Authors Tien Nguyen S , Bui Minh T, Trung Dinh H , Dinh Le T , Phi Thi Nguyen N, Tran TTH , Hien Vu T, Luong Cong T, Ho Thi Nguyen L, Tuan Pham P, Viet Tran T, Xuan Nguyen K 

Received 10 December 2022

Accepted for publication 27 January 2023

Published 8 February 2023 Volume 2023:16 Pages 365—372

DOI https://doi.org/10.2147/DMSO.S400995

Checked for plagiarism Yes

Review by Single anonymous peer review

Peer reviewer comments 2

Editor who approved publication: Prof. Dr.
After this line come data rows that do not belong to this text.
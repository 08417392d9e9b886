// ============================================================================
// LAYER TRANSFORM — interactive affine preview with commit/cancel
// ============================================================================
//
// Lifecycle:
//   begin   — clone the layer's CPU pixels once, upload them to a scratch
//             texture.  The clone is the rollback point.
//   update  — fold a delta into the affine, render scratch × matrix into the
//             layer's render target.  CPU pixels stay untouched.
//   commit  — the engine bakes the previewed texture back into the CPU
//             buffer, the transform resets to identity, history commits.
//   cancel  — the captured pixels are restored.  Every abort path runs this:
//             a layer must never be left GPU-only and invisible to undo.
// ============================================================================

use bytemuck::{Pod, Zeroable};
use image::RgbaImage;
use wgpu::util::DeviceExt;

use crate::canvas::{Layer, LayerAffine, LayerId};
use crate::error::EngineError;
use crate::gpu::context::GpuContext;
use crate::gpu::layer_store::{premultiply_image, GpuLayerStore};

/// One interaction step, folded into the session's accumulated affine.
#[derive(Clone, Copy, Debug, Default)]
pub struct TransformDelta {
    pub dx: f32,
    pub dy: f32,
    /// Multiplicative; 1.0 = unchanged.
    pub scale: f32,
    /// Radians, added.
    pub rotate: f32,
    pub toggle_flip_x: bool,
    pub toggle_flip_y: bool,
}

impl TransformDelta {
    pub fn translate(dx: f32, dy: f32) -> Self {
        Self {
            dx,
            dy,
            scale: 1.0,
            ..Default::default()
        }
    }
}

/// Fold a delta into an accumulated affine.
fn apply_delta(affine: &LayerAffine, delta: &TransformDelta) -> LayerAffine {
    let scale = if delta.scale == 0.0 { 1.0 } else { delta.scale };
    LayerAffine {
        tx: affine.tx + delta.dx,
        ty: affine.ty + delta.dy,
        scale: (affine.scale * scale).max(0.01),
        rotation: affine.rotation + delta.rotate,
        flip_x: affine.flip_x ^ delta.toggle_flip_x,
        flip_y: affine.flip_y ^ delta.toggle_flip_y,
    }
}

#[repr(C)]
#[derive(Clone, Copy, Pod, Zeroable)]
struct TransformUniforms {
    row0: [f32; 4],
    row1: [f32; 4],
    scale: [f32; 2],
    offset: [f32; 2],
    size: [f32; 2],
    _pad: [f32; 2],
}

struct TransformSession {
    layer_id: LayerId,
    /// Pre-transform pixels, captured exactly once at `begin`.
    captured: RgbaImage,
    scratch_bg: wgpu::BindGroup,
    _scratch: wgpu::Texture,
    affine: LayerAffine,
}

pub struct LayerTransform {
    pipeline: wgpu::RenderPipeline,
    uniform_bgl: wgpu::BindGroupLayout,
    sampler_linear: wgpu::Sampler,
    session: Option<TransformSession>,
}

impl LayerTransform {
    pub fn new(ctx: &GpuContext, layer_bgl: &wgpu::BindGroupLayout) -> Self {
        let device = &ctx.device;

        let shader = device.create_shader_module(wgpu::ShaderModuleDescriptor {
            label: Some("transform_shader"),
            source: wgpu::ShaderSource::Wgsl(crate::gpu::shaders::TRANSFORM_SHADER.into()),
        });

        let uniform_bgl = device.create_bind_group_layout(&wgpu::BindGroupLayoutDescriptor {
            label: Some("transform_uniform_bgl"),
            entries: &[wgpu::BindGroupLayoutEntry {
                binding: 0,
                visibility: wgpu::ShaderStages::VERTEX,
                ty: wgpu::BindingType::Buffer {
                    ty: wgpu::BufferBindingType::Uniform,
                    has_dynamic_offset: false,
                    min_binding_size: None,
                },
                count: None,
            }],
        });

        let layout = device.create_pipeline_layout(&wgpu::PipelineLayoutDescriptor {
            label: Some("transform_pipeline_layout"),
            bind_group_layouts: &[&uniform_bgl, layer_bgl],
            push_constant_ranges: &[],
        });

        let pipeline = device.create_render_pipeline(&wgpu::RenderPipelineDescriptor {
            label: Some("transform_pipeline"),
            layout: Some(&layout),
            vertex: wgpu::VertexState {
                module: &shader,
                entry_point: "vs_transform",
                buffers: &[],
                compilation_options: Default::default(),
            },
            primitive: wgpu::PrimitiveState {
                topology: wgpu::PrimitiveTopology::TriangleList,
                // Flips mirror the quad; both windings must draw.
                cull_mode: None,
                ..Default::default()
            },
            depth_stencil: None,
            multisample: wgpu::MultisampleState::default(),
            fragment: Some(wgpu::FragmentState {
                module: &shader,
                entry_point: "fs_transform",
                targets: &[Some(wgpu::ColorTargetState {
                    format: wgpu::TextureFormat::Rgba8Unorm,
                    blend: Some(wgpu::BlendState::PREMULTIPLIED_ALPHA_BLENDING),
                    write_mask: wgpu::ColorWrites::ALL,
                })],
                compilation_options: Default::default(),
            }),
            multiview: None,
        });

        let sampler_linear = device.create_sampler(&wgpu::SamplerDescriptor {
            label: Some("transform_sampler"),
            mag_filter: wgpu::FilterMode::Linear,
            min_filter: wgpu::FilterMode::Linear,
            ..Default::default()
        });

        Self {
            pipeline,
            uniform_bgl,
            sampler_linear,
            session: None,
        }
    }

    pub fn is_active(&self) -> bool {
        self.session.is_some()
    }

    pub fn active_layer(&self) -> Option<LayerId> {
        self.session.as_ref().map(|s| s.layer_id)
    }

    pub fn current_affine(&self) -> Option<LayerAffine> {
        self.session.as_ref().map(|s| s.affine)
    }

    /// Capture the pre-transform buffer and start a session.  Starting a
    /// new session while one is active is a caller bug the engine prevents.
    pub fn begin(
        &mut self,
        ctx: &GpuContext,
        layer_bgl: &wgpu::BindGroupLayout,
        layer: &Layer,
    ) -> Result<(), EngineError> {
        let captured = layer.pixels.clone();
        let (w, h) = (captured.width(), captured.height());

        let scratch = ctx.device.create_texture(&wgpu::TextureDescriptor {
            label: Some("transform_capture"),
            size: wgpu::Extent3d {
                width: w,
                height: h,
                depth_or_array_layers: 1,
            },
            mip_level_count: 1,
            sample_count: 1,
            dimension: wgpu::TextureDimension::D2,
            format: wgpu::TextureFormat::Rgba8Unorm,
            usage: wgpu::TextureUsages::TEXTURE_BINDING | wgpu::TextureUsages::COPY_DST,
            view_formats: &[],
        });

        let premul = premultiply_image(&captured);
        ctx.queue.write_texture(
            wgpu::ImageCopyTexture {
                texture: &scratch,
                mip_level: 0,
                origin: wgpu::Origin3d::ZERO,
                aspect: wgpu::TextureAspect::All,
            },
            &premul,
            wgpu::ImageDataLayout {
                offset: 0,
                bytes_per_row: Some(4 * w),
                rows_per_image: Some(h),
            },
            wgpu::Extent3d {
                width: w,
                height: h,
                depth_or_array_layers: 1,
            },
        );

        let view = scratch.create_view(&wgpu::TextureViewDescriptor::default());
        let scratch_bg = ctx.device.create_bind_group(&wgpu::BindGroupDescriptor {
            label: Some("transform_capture_bg"),
            layout: layer_bgl,
            entries: &[
                wgpu::BindGroupEntry {
                    binding: 0,
                    resource: wgpu::BindingResource::TextureView(&view),
                },
                wgpu::BindGroupEntry {
                    binding: 1,
                    resource: wgpu::BindingResource::Sampler(&self.sampler_linear),
                },
            ],
        });

        self.session = Some(TransformSession {
            layer_id: layer.id,
            captured,
            scratch_bg,
            _scratch: scratch,
            affine: layer.transform,
        });
        Ok(())
    }

    /// Fold a delta into the session affine and render the preview into the
    /// layer's render target.  The CPU buffer is not touched.
    pub fn update(
        &mut self,
        ctx: &GpuContext,
        store: &GpuLayerStore,
        delta: &TransformDelta,
    ) -> Result<LayerAffine, EngineError> {
        let session = self.session.as_mut().ok_or(EngineError::NoActiveTransform)?;
        session.affine = apply_delta(&session.affine, delta);

        let target = store
            .texture(session.layer_id)
            .ok_or(EngineError::UnknownLayer(session.layer_id))?;

        let (w, h) = (session.captured.width(), session.captured.height());
        let m = session
            .affine
            .matrix(w as f32 * 0.5, h as f32 * 0.5);
        let uniforms = TransformUniforms {
            row0: [m[0], m[1], m[2], 0.0],
            row1: [m[3], m[4], m[5], 0.0],
            scale: [2.0 / w as f32, -2.0 / h as f32],
            offset: [-1.0, 1.0],
            size: [w as f32, h as f32],
            _pad: [0.0; 2],
        };

        let uniform_buf = ctx
            .device
            .create_buffer_init(&wgpu::util::BufferInitDescriptor {
                label: Some("transform_uniforms"),
                contents: bytemuck::bytes_of(&uniforms),
                usage: wgpu::BufferUsages::UNIFORM,
            });
        let uniform_bg = ctx.device.create_bind_group(&wgpu::BindGroupDescriptor {
            label: Some("transform_uniform_bg"),
            layout: &self.uniform_bgl,
            entries: &[wgpu::BindGroupEntry {
                binding: 0,
                resource: uniform_buf.as_entire_binding(),
            }],
        });

        let mut encoder = ctx
            .device
            .create_command_encoder(&wgpu::CommandEncoderDescriptor {
                label: Some("transform_preview_encoder"),
            });
        {
            let mut pass = encoder.begin_render_pass(&wgpu::RenderPassDescriptor {
                label: Some("transform_preview_pass"),
                color_attachments: &[Some(wgpu::RenderPassColorAttachment {
                    view: &target.view,
                    resolve_target: None,
                    ops: wgpu::Operations {
                        load: wgpu::LoadOp::Clear(wgpu::Color::TRANSPARENT),
                        store: wgpu::StoreOp::Store,
                    },
                })],
                depth_stencil_attachment: None,
                timestamp_writes: None,
                occlusion_query_set: None,
            });
            pass.set_pipeline(&self.pipeline);
            pass.set_bind_group(0, &uniform_bg, &[]);
            pass.set_bind_group(1, &session.scratch_bg, &[]);
            pass.draw(0..6, 0..1);
        }
        ctx.submit_one(encoder);

        Ok(session.affine)
    }

    /// End the session for a commit: the engine takes over to bake the
    /// previewed texture into the CPU buffer and record history.
    pub fn finish(&mut self) -> Result<LayerId, EngineError> {
        self.session
            .take()
            .map(|s| s.layer_id)
            .ok_or(EngineError::NoActiveTransform)
    }

    /// End the session for an abort: hand back the captured pixels so the
    /// engine can restore the layer to its pre-transform state.
    pub fn abort(&mut self) -> Result<(LayerId, RgbaImage), EngineError> {
        self.session
            .take()
            .map(|s| (s.layer_id, s.captured))
            .ok_or(EngineError::NoActiveTransform)
    }
}

#[cfg(test)]
mod tests {
    use super::*;

    #[test]
    fn deltas_accumulate() {
        let mut affine = LayerAffine::default();
        affine = apply_delta(&affine, &TransformDelta::translate(5.0, -3.0));
        affine = apply_delta(&affine, &TransformDelta::translate(2.0, 1.0));
        assert_eq!(affine.tx, 7.0);
        assert_eq!(affine.ty, -2.0);
    }

    #[test]
    fn scale_is_multiplicative_with_floor() {
        let mut affine = LayerAffine::default();
        let delta = TransformDelta {
            scale: 0.5,
            ..TransformDelta::translate(0.0, 0.0)
        };
        affine = apply_delta(&affine, &delta);
        affine = apply_delta(&affine, &delta);
        assert!((affine.scale - 0.25).abs() < 1e-6);

        // Never collapses to zero.
        for _ in 0..64 {
            affine = apply_delta(&affine, &delta);
        }
        assert!(affine.scale >= 0.01);
    }

    #[test]
    fn flips_toggle() {
        let delta = TransformDelta {
            scale: 1.0,
            toggle_flip_x: true,
            ..Default::default()
        };
        let a = apply_delta(&LayerAffine::default(), &delta);
        assert!(a.flip_x);
        let b = apply_delta(&a, &delta);
        assert!(!b.flip_x);
    }

    #[test]
    fn zero_scale_delta_means_unchanged() {
        // A default-initialized delta must not zero the scale out.
        let a = apply_delta(&LayerAffine::default(), &TransformDelta::default());
        assert_eq!(a.scale, 1.0);
    }
}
Antonio Brunetti



Son Tien Nguyen,1,* Tien Bui Minh,2,* Hoa Trung Dinh,3,4 Tuan Dinh Le,1 Nga Phi Thi Nguyen,1 Thi Thanh Hoa Tran,3 Trinh Hien Vu,3 Thuc Luong Cong,5 Lan Ho Thi Nguyen,3 Phuong Tuan Pham,3,4 Tien Viet Tran,6 Kien Xuan Nguyen7

1Department of Rheumatology and Endocrinology, Military Hospital 103, Vietnam Military Medical University, Ha Noi, Vietnam; 2Department of Obstetrics and Gynecology, Thai Binh University of Medicine and Pharmacy, Thai Binh, Vietnam; 3Department of Requested Treatment, National Hospital of Endocrinology, Ha Noi, Vietnam; 4National Hospital of Endocrinology, Ha Noi, Vietnam; 5Cardiovascular Center, Military Hospital 103, Vietnam Medical Military University, Ha Noi, Vietnam; 6Department of Infectious Diseases, Military Hospital 103, Vietnam Medical Military University, Hanoi, 10000, Vietnam; 7Department of Military Medical Command and Organization, Vietnam Medical Military University, Ha Noi, Vietnam

*These authors contributed equally to this work

Correspondence: Kien Xuan Nguyen, Department of Military Medical Command and Organization, Vietnam Military Medical University, 160 Phung Hung Street, Phuc La Ward, Ha Dong District, Hanoi city, Vietnam, Email [email protected]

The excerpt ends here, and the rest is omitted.